If the 3d printer has to be able to recognize gun shapes and refuse to print them, it will need a much more powerful processor. And even then, what's the point? It's unworkable.
The person is going to be sitting at home with their own 3d printer. If it refuses to print something because it sees it as a gun part, the user can go over to their computer and modify the shape until the 3d printer no longer recognizes it. If the algorithm to detect a gun part is very strict, it will end up also blocking things that aren't gun parts, especially gun-like props.
If someone doesn't feel like fiddling with the shapes they're trying to print until the printer obeys, they can probably just install their own software. Some commercial printers will make that harder, but Amazon is a multi-billion dollar company and can't keep people from installing their own firmware on Kindles. There's no way that a smaller printer company will be able to lock down their printers. In addition, there are the open source printers, that are explicitly designed so that you can install your own firmware. I assume California is going to make that illegal -- a move that the closed-source printer companies will love.

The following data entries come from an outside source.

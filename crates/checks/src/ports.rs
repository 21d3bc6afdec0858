//! Port traits implemented by the infrastructure adapters.
//!
//! The dispatch engine depends only on these traits; concrete clients are
//! constructed by the composition root and injected as trait objects, so
//! tests can substitute in-memory fakes.

use async_trait::async_trait;

use crate::{
    ChangeNumber, CheckerInfo, CheckerRegistration, PatchSetId, PendingCheckItem,
    PendingSubmitItem, ReviewError, Scheme, StatusUpdate, TriggerAck, TriggerError,
    TriggerIntent, TriggerRequest,
};

/// The code-review service (Gerrit with the checks plugin).
#[async_trait]
pub trait ReviewService: Send + Sync {
    /// Returns the patch sets with checks pending for checkers of `scheme`.
    async fn pending_checks(&self, scheme: &Scheme) -> Result<Vec<PendingCheckItem>, ReviewError>;

    /// Returns the open changes, unfiltered. Eligibility is decided by the
    /// caller.
    async fn pending_submissions(&self) -> Result<Vec<PendingSubmitItem>, ReviewError>;

    /// Reports a check status on one patch set.
    async fn post_check_status(
        &self,
        change: ChangeNumber,
        patch_set: PatchSetId,
        update: &StatusUpdate,
    ) -> Result<(), ReviewError>;

    /// Marks a change as claimed for merging.
    async fn post_lock(&self, item: &PendingSubmitItem) -> Result<(), ReviewError>;

    /// Lists every checker registered with the review service.
    async fn list_checkers(&self) -> Result<Vec<CheckerInfo>, ReviewError>;

    /// Creates a checker, or updates the existing one when `update` is set.
    async fn register_checker(
        &self,
        registration: &CheckerRegistration,
        update: bool,
    ) -> Result<CheckerInfo, ReviewError>;
}

/// The downstream pipeline's trigger endpoint.
#[async_trait]
pub trait PipelineTrigger: Send + Sync {
    /// Asks the pipeline to start a job.
    ///
    /// Returns [`TriggerError::Irrelevant`] when the pipeline reports that the
    /// job does not apply.
    async fn trigger(
        &self,
        intent: TriggerIntent,
        request: &TriggerRequest,
    ) -> Result<TriggerAck, TriggerError>;
}
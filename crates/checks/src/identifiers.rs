//! Newtype domain identifiers.
//!
//! Every review-service concept that has an identity is represented as a
//! distinct newtype wrapping a primitive. This prevents accidentally
//! interchanging a [`ChangeNumber`] with a [`PatchSetId`] even though both are
//! integers under the hood, or a [`RepositoryName`] with a [`CheckerUuid`].

use serde::{Deserialize, Serialize};

// ---------------------------------------------------------------------------
// Macro for String-wrapped newtypes.
// Generates: struct, new() returning Option<Self>, as_str(), Display.
// ---------------------------------------------------------------------------
macro_rules! string_id {
    (
        $(#[$attr:meta])*
        $name:ident
    ) => {
        $(#[$attr])*
        #[derive(Debug, Clone, PartialEq, Eq, PartialOrd, Ord, Hash, Serialize, Deserialize)]
        #[serde(transparent)]
        pub struct $name(String);

        impl $name {
            /// Creates a new identifier, returning `None` if the value is empty.
            pub fn new(value: impl Into<String>) -> Option<Self> {
                let v = value.into();
                if v.is_empty() { None } else { Some(Self(v)) }
            }

            /// Returns the identifier as a string slice.
            pub fn as_str(&self) -> &str {
                &self.0
            }
        }

        impl std::fmt::Display for $name {
            fn fmt(&self, f: &mut std::fmt::Formatter<'_>) -> std::fmt::Result {
                write!(f, "{}", self.0)
            }
        }
    };
}

// ---------------------------------------------------------------------------
// Macro for u64-wrapped newtypes (review-service-assigned integers).
// Generates: struct (Copy), new(), as_u64(), Display.
// ---------------------------------------------------------------------------
macro_rules! u64_id {
    (
        $(#[$attr:meta])*
        $name:ident
    ) => {
        $(#[$attr])*
        #[derive(Debug, Clone, Copy, PartialEq, Eq, PartialOrd, Ord, Hash, Serialize, Deserialize)]
        #[serde(transparent)]
        pub struct $name(u64);

        impl $name {
            /// Creates a new identifier from a raw integer.
            pub fn new(value: u64) -> Self {
                Self(value)
            }

            /// Returns the underlying integer value.
            pub fn as_u64(self) -> u64 {
                self.0
            }
        }

        impl std::fmt::Display for $name {
            fn fmt(&self, f: &mut std::fmt::Formatter<'_>) -> std::fmt::Result {
                write!(f, "{}", self.0)
            }
        }
    };
}

// ---------------------------------------------------------------------------
// Integer-backed identifiers
// ---------------------------------------------------------------------------

u64_id! {
    /// The numeric identifier of a change (Gerrit's `_number`).
    ChangeNumber
}

u64_id! {
    /// The number of a patch set (revision) within a change.
    PatchSetId
}

// ---------------------------------------------------------------------------
// String-backed identifiers
// ---------------------------------------------------------------------------

string_id! {
    /// The namespace that identifies which external system owns a checker
    /// UUID (e.g. `"jarvis"`).
    Scheme
}

string_id! {
    /// A repository (Gerrit project) name, e.g. `"platform/airship"`.
    RepositoryName
}

string_id! {
    /// A checker UUID as registered with the review service
    /// (`scheme:prefix-digest`).
    ///
    /// This is the raw registered string; use
    /// [`crate::IdentityCodec::decode`] to extract the handler prefix.
    CheckerUuid
}

string_id! {
    /// A change as addressed by the change REST endpoints: Gerrit's `id`,
    /// the `project~branch~Change-Id` triplet with the project URL-encoded
    /// (e.g. `"platform%2Fairship~master~I0123"`).
    ///
    /// The value is already URL-safe and goes into request paths verbatim.
    ChangeId
}
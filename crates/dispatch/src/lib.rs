//! Pending-work dispatch engine.
//!
//! A single poller queries the review service on a fixed interval and feeds
//! two bounded queues, each drained by its own worker:
//!
//! ```text
//!                 ┌──► checks queue ──────► check worker ──► CheckExecutor
//! ReviewService ──┤
//!    (poll)       └──► submissions queue ─► submission worker ──► SubmissionExecutor
//! ```
//!
//! ## Architectural Layer
//!
//! **Orchestration layer.** The engine sequences calls through the
//! [`checks::ReviewService`] and [`checks::PipelineTrigger`] ports. It owns the
//! concurrency model (queues, workers, per-call timeouts, shutdown) but does
//! no I/O of its own.
//!
//! ## Module Layout
//!
//! | Module | Contents |
//! |--------|----------|
//! | [`config`] | Poll interval, queue capacities, call timeout |
//! | [`queue`] | Bounded queues with drop-on-full |
//! | [`poll`] | The poll loop and per-tick summaries |
//! | [`check`] | Check state machine (`RUNNING` then a terminal status) |
//! | [`submit`] | Eligibility, lock, checker resolution, merge trigger |
//! | [`registry`] | Listing and registering checkers |
//! | [`worker`] | Queue consumers |
//! | [`engine`] | [`Connector`], which runs all of the above |

pub mod check;
pub mod config;
pub mod engine;
pub mod poll;
pub mod queue;
pub mod registry;
pub mod submit;
pub mod worker;

#[cfg(test)]
mod test_support;

pub use check::{truncate_message, terminal_status, CheckError, CheckExecutor, CheckVerdict};
pub use config::{
    DispatchConfig, DEFAULT_CALL_TIMEOUT_SECS, DEFAULT_POLL_INTERVAL_SECS, DEFAULT_QUEUE_CAPACITY,
};
pub use engine::Connector;
pub use poll::{HalfSummary, PollSummary, Poller};
pub use queue::{work_queue, Offer, WorkReceiver, WorkSender};
pub use registry::{find_for_repository, list_owned, register, registration_for};
pub use submit::{is_eligible, SubmissionExecutor, SubmitOutcome};
pub use worker::{run_check_worker, run_submission_worker};
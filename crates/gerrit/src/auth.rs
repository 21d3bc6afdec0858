//! HTTP Basic credentials read from a `user:password` file.

use std::fmt;
use std::path::{Path, PathBuf};

use thiserror::Error;

/// Failures loading the credentials file.
#[derive(Debug, Error)]
pub enum CredentialsError {
    #[error("reading credentials from {}: {source}", path.display())]
    Read {
        path: PathBuf,
        #[source]
        source: std::io::Error,
    },

    #[error("credentials in {} are not of the form user:password", path.display())]
    Malformed { path: PathBuf },
}

/// Basic-auth credentials.
#[derive(Clone, PartialEq, Eq)]
pub struct BasicAuth {
    user: String,
    password: String,
}

impl BasicAuth {
    pub fn new(user: impl Into<String>, password: impl Into<String>) -> Self {
        Self {
            user: user.into(),
            password: password.into(),
        }
    }

    /// Loads credentials from a file whose (whitespace-trimmed) content is
    /// `user:password`. The password may itself contain `:`.
    pub fn from_file(path: &Path) -> Result<Self, CredentialsError> {
        let content = std::fs::read_to_string(path).map_err(|source| CredentialsError::Read {
            path: path.to_path_buf(),
            source,
        })?;
        Self::parse(content.trim()).ok_or_else(|| CredentialsError::Malformed {
            path: path.to_path_buf(),
        })
    }

    fn parse(value: &str) -> Option<Self> {
        let (user, password) = value.split_once(':')?;
        if user.is_empty() {
            return None;
        }
        Some(Self::new(user, password))
    }

    pub fn user(&self) -> &str {
        &self.user
    }

    pub(crate) fn password(&self) -> &str {
        &self.password
    }
}

// The password never reaches logs.
impl fmt::Debug for BasicAuth {
    fn fmt(&self, f: &mut fmt::Formatter<'_>) -> fmt::Result {
        f.debug_struct("BasicAuth")
            .field("user", &self.user)
            .field("password", &"<redacted>")
            .finish()
    }
}

#[cfg(test)]
mod tests {
    use super::*;
    use std::io::Write;

    fn write_file(content: &str) -> tempfile::NamedTempFile {
        let mut file = tempfile::NamedTempFile::new().unwrap();
        file.write_all(content.as_bytes()).unwrap();
        file
    }

    #[test]
    fn reads_trimmed_user_and_password() {
        let file = write_file("jarvis:s3cr:et\n");

        let auth = BasicAuth::from_file(file.path()).unwrap();

        assert_eq!(auth.user(), "jarvis");
        assert_eq!(auth.password(), "s3cr:et");
    }

    #[test]
    fn missing_separator_is_malformed() {
        let file = write_file("jarvis");

        let err = BasicAuth::from_file(file.path()).unwrap_err();

        assert!(matches!(err, CredentialsError::Malformed { .. }));
    }

    #[test]
    fn empty_user_is_malformed() {
        let file = write_file(":password");

        assert!(matches!(
            BasicAuth::from_file(file.path()),
            Err(CredentialsError::Malformed { .. })
        ));
    }

    #[test]
    fn missing_file_is_a_read_error() {
        let dir = tempfile::tempdir().unwrap();

        let err = BasicAuth::from_file(&dir.path().join("absent")).unwrap_err();

        assert!(matches!(err, CredentialsError::Read { .. }));
    }

    #[test]
    fn debug_hides_password() {
        let rendered = format!("{:?}", BasicAuth::new("jarvis", "hunter2"));

        assert!(rendered.contains("jarvis"));
        assert!(!rendered.contains("hunter2"));
    }
}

If the law were passed, it might stop a hobbyist who wanted to try out printing a gun part just to see if they could. (Even though that's already illegal.) But, it won't stop anybody doing it as a business who can invest the time to get around the ban. So, all you'd do is hurt regular users while only mildly inconveniencing the main people you're trying to stop.
I mean photocopiers are already capable of refusing to print out money
Most people don't have photocopiers in their homes. Plus, I think most people realize that producing fake money is much harder than just photocopying it.
IMO it's dumb that photocopiers do that, but it doesn't really inconvenience people. Plus, it doesn't add much complexity or cost to photocopiers since they're already built to scan and analyze images.
The thing is, money is a specific thing. Its a copier trying to copy a thing with a set design and shape.
No one is 3D Printing an exaxt Glock (or whatever). You could probably 3D print a toy elephant statue that shoots bullets if you wanted to, the same way you could photocopy a drawing of an elephant, even if it has dollar signs next to it and says "1 Billion Elephant Bucks" on it.
Right. I think photocopiers are somewhat aggressive in their money detecting algorithms. I remember someone having a problem photocopying something that was obviously (to a human) not real currency. It wasn't even prop currency which is supposed to look real on camera. This was something for a game or a party or something.
I think the algorithms have to be a bit loose for the currency detection because there are new bills that are released, and many photocopiers aren't constantly connected to the Internet, and may not have the newest firmware.
But, for a gun, that's going to be a much harder matching problem, especially because it's a 3d object and after the print the user could snip things off or glue things together. Plus there's the constant remixing of 3d printed things where someone improves on a design and posts it and people adopt then adapt the new design. The only realistic way for it to work is for the printer to do some complex finite element analysis or something on everything anybody tried to print to see if maybe it could perform the function of a certain part of a gun. And that's absurd because that's something you need a workstation class PC to even consider doing, while 3d printers use chips that are... let's just say they can't run Doom.
You're overthinking it I think. It's less about actually stopping someone with the determination and skill than it is just the random idiot that wants to make one.
Laws like this aren't about stopping something entirely. It's about making it more difficult. A "minor inconvenience" to you may literally be a brick wall to other people. Or it may just be enough of an inconvenience to make them realize it's not worth doing.
Your last paragraph is basically explaining what this is for. Its really less about safety or anything and more about ensuring the profits of weapons manufacturers. So, you're right that it's not going to stop a determined person from printing parts. But, that's not who this is for. Even if they market it that way. That's just political marketing.
Some responsible citizen might find out they can 3D print a longer magazine. Something technically illegal in my state, but, if I go travel to a nearby state and purchase an even longer magazine than I plan to print. Well, that's entirely legal to take back into the state. Eh, why risk it?
So, again, it's more about profit protection than it is stopping someone that is malicious. It's another "step" that makes them actually consider the consequences of not giving money directly to weapons manufacturers.
It's about adding enough "risk" on paper, to the citizen that wants to just print something, that they instead just purchase it (either from another state) or locally. At least I'd say that's the primary purpose and outcome for this law specifically.
If it's about stopping a random idiot, then the existing laws should be fine.
The problem is that it's a minor inconvenience to determined criminals. At the same time, it's a industry-destroying law for 3d printer companies.
I also really don't think it's about ensuring the profits of weapons companies. Weapons companies are big and already fairly regulated. As a result, it's easy to keep an eye on them and ensure that if there are laws about what's legal and illegal to build and sell in the USA that those companies are following them. I think lawmakers are scared that with 3d printers in the hands of hundreds of thousands of people, it's much more difficult to ensure that the laws are being followed. It's about control, not profits.